## Exercise directions
Transcribe all records, preserving every character.

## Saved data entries
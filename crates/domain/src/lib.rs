//! ferrous-resolve domain layer: DNS wire model, record types and configuration.
pub mod config;
pub mod dns_message;
pub mod dns_record;
pub mod errors;

pub use config::Config;
pub use dns_message::{
    DomainName, Header, Message, MessageKind, OpCode, Question, Record, RecordData,
    ResourceRecord, ResponseCode,
};
pub use dns_record::{RecordClass, RecordType};
pub use errors::DomainError;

## Exercise response
filename crates/domain/src/lib.rs
//! ferrous-resolve domain layer: DNS wire model, record types and configuration.
pub mod config;
pub mod dns_message;
pub mod dns_record;
pub mod errors;

pub use config::Config;
pub use dns_message::{
    DomainName, Header, Message, MessageKind, OpCode, Question, Record, RecordData,
    ResourceRecord, ResponseCode,
};
pub use dns_record::{RecordClass, RecordType};
pub use errors::DomainError;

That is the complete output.